I am taken back to the time when I forced myself to learn Survival German, as I like to call it when one learns a language as best as they can just to live in a place… to be able to buy bread at a bakery, or find one’s way when lost, or make friendly conversation. The difference is that I could have taken it or left it. I was not choosing a life away from my home country, I was just living there “for fun”, for culture, for experience. God help me if I’d had to learn German governmental terms! They say English is the hardest language, but have you ever read a German legal document? At any rate, I remember sitting through lessons with my teacher and friend, Regina, a survivor of WWII. I remember the mental struggle for the grammar placement and conjugation of simple words. I remember the contemplation and that my mind was in different places than Regina’s, who only could read my facial expressions and imagine which gears were turning in my head to offer hints. If I’d only had the words to explain my contemplation, a dialogue to make dialogue, as I mulled over choices and fished through the muddy pond of my brain for recently-learned vocabulary. These women were fighting, and I could feel it, because I’ve been there, and I started to cry.
No one noticed. I mean it would have been a real something for me, the new volunteer to start crying in a room of people who were just doing what they do twice a week. So, quickly blotting my eyes and willing them to dry up, I went on observing
and admiring their struggle.
On break, I approached the young woman volunteer who I’d been observing to introduce myself. She was speaking with another young man, who she had known since elementary school. Apparently, kids from where they were from were destined for a life of service. He was speaking to her about his new AMAZING boyfriend and all his AMAZING accomplishments in AMAZING non-profit work, all before the age of 26. And that’s when it hit me.

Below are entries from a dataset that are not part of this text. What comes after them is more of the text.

/// Partial update; `None` leaves a field untouched. The nested options on
/// model and endpoint allow clearing them with `Some(None)`.
#[derive(Debug, Clone, Default)]
pub struct ConfigUpdate {
    pub credential: Option<String>,
    pub model_name: Option<Option<String>>,
    pub endpoint_override: Option<Option<String>>,
    pub is_active: Option<bool>,
    pub is_default: Option<bool>,
}

#[derive(Clone)]
pub struct ConfigRegistry {
    pool: DbPool,
    cipher: CredentialCipher,
    max_per_owner: Option<usize>,
}

impl ConfigRegistry {
    pub fn new(pool: DbPool, cipher: CredentialCipher) -> Self {
        Self {
            pool,
            cipher,
            max_per_owner: None,
        }
    }

    pub fn with_owner_limit(mut self, limit: Option<usize>) -> Self {
        self.max_per_owner = limit;
        self
    }

    pub fn save_config(&self, new: NewProviderConfig) -> AiResult<String> {
        let owner = new.owner_id.as_str();
        if owner.trim().is_empty() {
            return Err(AiError::InvalidConfig("owner id must not be empty".into()));
        }
        let endpoint =
            validate_provider_fields(new.provider_kind, &new.credential, new.endpoint_override.as_deref())?;
        let sealed = self.cipher.encrypt(new.credential.trim())?;
        let model = clean(new.model_name);
        let config_id = Uuid::new_v4().to_string();
        let now = now();

        let mut conn = self.pool.get()?;
        let tx = conn.transaction_with_behavior(TransactionBehavior::Immediate)?;
        if let Some(limit) = self.max_per_owner {
            let existing: i64 = tx.query_row(
                "SELECT COUNT(1) FROM ai_provider_configs WHERE owner_id = ?1",
                params![owner],
                |row| row.get(0),
            )?;
            if existing as usize >= limit {
                return Err(AiError::ConfigLimitReached(limit));
            }
        }
        if new.make_default {
            demote_defaults(&tx, owner, now)?;
        }
        tx.execute(
            "INSERT INTO ai_provider_configs
                (config_id, owner_id, provider, credential_encrypted, model_name, endpoint_override,
                 is_active, is_default, created_at, updated_at)
             VALUES (?1, ?2, ?3, ?4, ?5, ?6, 1, ?7, ?8, ?8)",
            params![
                config_id,
                owner,
                new.provider_kind.as_str(),
                sealed,
                model,
                endpoint,
                new.make_default,
                now,
            ],
        )?;
        tx.commit()?;

        audit(
            &conn,
            "AI-0101",
            "provider configuration saved",
            json!({
                "config_id": config_id,
                "owner_id": owner,
                "provider": new.provider_kind.as_str(),
                "model": model,
                "is_default": new.make_default,
            }),
        );
        Ok(config_id)
    }

    /// Default first, then newest first.
    pub fn list_configs(&self, owner: &str) -> AiResult<Vec<ConfigSummary>> {
        let conn = self.pool.get()?;
        let mut stmt = conn.prepare(
            "SELECT config_id, owner_id, provider, model_name, endpoint_override, is_active, is_default, created_at, updated_at
             FROM ai_provider_configs
             WHERE owner_id = ?1
             ORDER BY is_default DESC, created_at DESC, rowid DESC",
        )?;
        let rows = stmt.query_map(params![owner], map_summary)?;
        let mut configs = Vec::new();
        for row in rows {
            configs.push(row?);
        }
        Ok(configs)
    }

    pub fn get_config(&self, config_id: &str) -> AiResult<ConfigSummary> {
        let conn = self.pool.get()?;
        fetch_summary(&conn, config_id)
    }

    /// Only a row that is both default and active qualifies. A credential
    /// that fails to decrypt is an error, not an absent config.
    pub fn get_default_active_config(&self, owner: &str) -> AiResult<Option<ResolvedConfig>> {
        let conn = self.pool.get()?;
        let row = conn
            .query_row(
                "SELECT config_id, owner_id, provider, credential_encrypted, model_name, endpoint_override
                 FROM ai_provider_configs
                 WHERE owner_id = ?1 AND is_default = 1 AND is_active = 1
                 LIMIT 1",
                params![owner],
                |row| {
                    Ok((
                        row.get::<_, String>(0)?,
                        row.get::<_, String>(1)?,
                        row.get::<_, String>(2)?,
                        row.get::<_, String>(3)?,
                        row.get::<_, Option<String>>(4)?,
                        row.get::<_, Option<String>>(5)?,
                    ))
                },
            )
            .optional()?;

        let Some((config_id, owner_id, provider, sealed, model_name, endpoint_override)) = row else {
            return Ok(None);
        };
        let credential = self.cipher.decrypt(&sealed).map_err(|err| {
            audit_failure(&conn, &config_id, &err);
            err
        })?;
        Ok(Some(ResolvedConfig {
            config_id,
            owner_id,
            provider,
            credential: SecretString::from(credential),
            model_name,
            endpoint_override,
        }))
    }

    /// Decrypt any stored credential by id, for re-testing a saved config.
    pub fn resolve_config(&self, config_id: &str) -> AiResult<ResolvedConfig> {
        let conn = self.pool.get()?;
        let summary = fetch_summary(&conn, config_id)?;
        let sealed: String = conn.query_row(
            "SELECT credential_encrypted FROM ai_provider_configs WHERE config_id = ?1",
            params![config_id],
            |row| row.get(0),
        )?;
        let credential = self.cipher.decrypt(&sealed).map_err(|err| {
            audit_failure(&conn, config_id, &err);
            err
        })?;
        Ok(ResolvedConfig {
            config_id: summary.config_id,
            owner_id: summary.owner_id,
            provider: summary.provider,
            credential: SecretString::from(credential),
            model_name: summary.model_name,
            endpoint_override: summary.endpoint_override,
        })
    }

    pub fn update_config(&self, config_id: &str, update: ConfigUpdate) -> AiResult<ConfigSummary> {
        let now = now();
        let mut conn = self.pool.get()?;
        let tx = conn.transaction_with_behavior(TransactionBehavior::Immediate)?;
        let current = fetch_summary(&tx, config_id)?;

        if let Some(credential) = &update.credential {
            let kind = current.kind()?;
            validate_provider_fields(kind, credential, current.endpoint_override.as_deref())?;
            let sealed = self.cipher.encrypt(credential.trim())?;
            tx.execute(
                "UPDATE ai_provider_configs SET credential_encrypted = ?1 WHERE config_id = ?2",
                params![sealed, config_id],
            )?;
        }
        if let Some(model) = update.model_name.clone() {
            tx.execute(
                "UPDATE ai_provider_configs SET model_name = ?1 WHERE config_id = ?2",
                params![clean(model), config_id],
            )?;
        }
        if let Some(endpoint) = update.endpoint_override.clone() {
            let kind = current.kind()?;
            let endpoint = validate_endpoint(kind, endpoint.as_deref())?;
            tx.execute(
                "UPDATE ai_provider_configs SET endpoint_override = ?1 WHERE config_id = ?2",
                params![endpoint, config_id],
            )?;
        }
        if let Some(active) = update.is_active {
            tx.execute(
                "UPDATE ai_provider_configs SET is_active = ?1 WHERE config_id = ?2",
                params![active, config_id],
            )?;
        }
        match update.is_default {
            Some(true) => {
                demote_defaults(&tx, &current.owner_id, now)?;
                tx.execute(
                    "UPDATE ai_provider_configs SET is_default = 1 WHERE config_id = ?1",
                    params![config_id],
                )?;
            }
            Some(false) => {
                tx.execute(
                    "UPDATE ai_provider_configs SET is_default = 0 WHERE config_id = ?1",
                    params![config_id],
                )?;
            }
            None => {}
        }
        tx.execute(
            "UPDATE ai_provider_configs SET updated_at = ?1 WHERE config_id = ?2",
            params![now, config_id],
        )?;
        let updated = fetch_summary(&tx, config_id)?;
        tx.commit()?;

        audit(
            &conn,
            "AI-0102",
            "provider configuration updated",
            json!({
                "config_id": config_id,
                "owner_id": updated.owner_id,
                "credential_rotated": update.credential.is_some(),
                "is_active": updated.is_active,
                "is_default": updated.is_default,
            }),
        );
        Ok(updated)
    }

    pub fn set_default(&self, config_id: &str) -> AiResult<ConfigSummary> {
        self.update_config(
            config_id,
            ConfigUpdate {
                is_default: Some(true),
                ..ConfigUpdate::default()
            },
        )
    }

    pub fn deactivate_config(&self, config_id: &str) -> AiResult<ConfigSummary> {
        self.update_config(
            config_id,
            ConfigUpdate {
                is_active: Some(false),
                ..ConfigUpdate::default()
            },
        )
    }

    pub fn activate_config(&self, config_id: &str) -> AiResult<ConfigSummary> {
        self.update_config(
            config_id,
            ConfigUpdate {
                is_active: Some(true),
                ..ConfigUpdate::default()
            },
        )
    }

    /// Usage rows for the config's owner are kept.
    pub fn delete_config(&self, config_id: &str) -> AiResult<()> {
        let conn = self.pool.get()?;
        let removed = conn.execute(
            "DELETE FROM ai_provider_configs WHERE config_id = ?1",
            params![config_id],
        )?;
        if removed == 0 {
            return Err(AiError::ConfigNotFound);
        }
        audit(
            &conn,
            "AI-0103",
            "provider configuration deleted",
            json!({ "config_id": config_id }),
        );
        Ok(())
    }

    pub fn count_configs(&self) -> AiResult<i64> {
        let conn = self.pool.get()?;
        Ok(conn.query_row("SELECT COUNT(1) FROM ai_provider_configs", [], |row| row.get(0))?)
    }
}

I’m an adult. There is something about the journey that I’ve been on that separates them from me. I was not judging that difference, that they are young, or that I am older, is not the point. The point is that I could observe and relate and feel and not judge because I know that who a person is at any given point in life is based on a million things that you don’t about them. The only person we can change and work on is ourselves.
I wasn’t there, volunteering, because corporations are taking over the world and I needed to have life defined in black and white and pick a side. I’m not there to be amazing. I will put the experience on my resumé, but my life does not revolve around the accomplishments piling up on my Curriculum Vitae. I was there to learn from the students, to learn from the immigrants. I was there “for fun”, for the culture, for the experience. I was there to reaffirm the belief that I am NOT better than anyone else and that women with unidentifiably young or old faces are just women. Like me.
The young woman asked me “What do you do for a living? Why are you here?”
I answered, “I’m a stay at home mom, mostly.”
She answered with a great nod and affirmating eye-roll, “Being a mom is SUCH hard work. That is REAAALLLLLLLYYYY admirable.”
I wasn’t sure if she was trying to convince me, or herself, or if she was truly sincere and hoping to have children of her own soon one day, but it doesn’t matter. I was so happy at that moment. I had this great perspective. I knew things about these women immigrants that I only could have learned from raising kids and from living a foreign life. I felt like I knew a really AMAZING secret and I hoped that one day, those young volunteers would have the privilege of being let in on it.
Now, I just have to figure out how to word it for my Resumé.